### Aim of the task
From the first line through the line containing "pub struct Config", transcribe the records exactly and include no other lines.

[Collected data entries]
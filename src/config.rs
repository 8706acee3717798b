use std::env;
use anyhow::{Context, Result};
use zeroize::Zeroizing;

/// The application's configuration, loaded once at startup and immutable
/// for the process lifetime.
#[derive(Clone)]
pub struct Config {
    /// Bind address for the API listener.
    pub host: String,
    /// Bind port for the API listener.
    pub port: u16,
    /// Path of the SQLite database file.
    pub database_path: String,
    /// Shared secret for HMAC-SHA256 request signatures.
    pub api_secret: Zeroizing<String>,
    /// Master administrative secret for token issuance/revocation.
    pub master_key: Zeroizing<String>,
    /// Seconds between automatic control-word rotation passes.
    pub rotation_interval_secs: u64,
    /// Base URL for HLS playlists, key downloads, and logos.
    pub base_stream_url: String,
    /// Per-source ceiling for authenticate calls, per minute.
    pub authenticate_rate_per_minute: u32,
    /// Per-source ceiling for stream-info calls, per minute.
    pub stream_info_rate_per_minute: u32,
    /// Per-source ceiling for administrative calls, per minute.
    pub admin_rate_per_minute: u32,
}

impl Config {
    /// Creates a new `Config` from environment variables.
    pub fn from_env() -> Result<Self> {
        Ok(Self {
            host: env::var("HOST").unwrap_or_else(|_| "127.0.0.1".to_string()),
            port: env::var("PORT")
                .unwrap_or_else(|_| "6060".to_string())
                .parse()
                .context("Invalid PORT")?,
            database_path: env::var("DATABASE_PATH")
                .unwrap_or_else(|_| "iptv_users.db".to_string()),
            api_secret: Zeroizing::new(
                env::var("API_SECRET_KEY").context("API_SECRET_KEY must be set")?,
            ),
            master_key: Zeroizing::new(
                env::var("MASTER_KEY").context("MASTER_KEY must be set")?,
            ),
            rotation_interval_secs: env::var("ROTATION_INTERVAL")
                .unwrap_or_else(|_| "3600".to_string())
                .parse()
                .context("Invalid ROTATION_INTERVAL")?,
            base_stream_url: env::var("BASE_STREAM_URL")
                .unwrap_or_else(|_| "https://stream.example.com/".to_string()),
            authenticate_rate_per_minute: env::var("RATE_LIMIT_AUTHENTICATE")
                .unwrap_or_else(|_| "10".to_string())
                .parse()
                .context("Invalid RATE_LIMIT_AUTHENTICATE")?,
            stream_info_rate_per_minute: env::var("RATE_LIMIT_STREAM_INFO")
                .unwrap_or_else(|_| "30".to_string())
                .parse()
                .context("Invalid RATE_LIMIT_STREAM_INFO")?,
            admin_rate_per_minute: env::var("RATE_LIMIT_ADMIN")
                .unwrap_or_else(|_| "5".to_string())
                .parse()
                .context("Invalid RATE_LIMIT_ADMIN")?,
        })
    }
}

### Exercise result
filename src/config.rs
repository 8706acee3717798b
use std::env;
use anyhow::{Context, Result};
use zeroize::Zeroizing;

/// The application's configuration, loaded once at startup and immutable
/// for the process lifetime.
#[derive(Clone)]
pub struct Config {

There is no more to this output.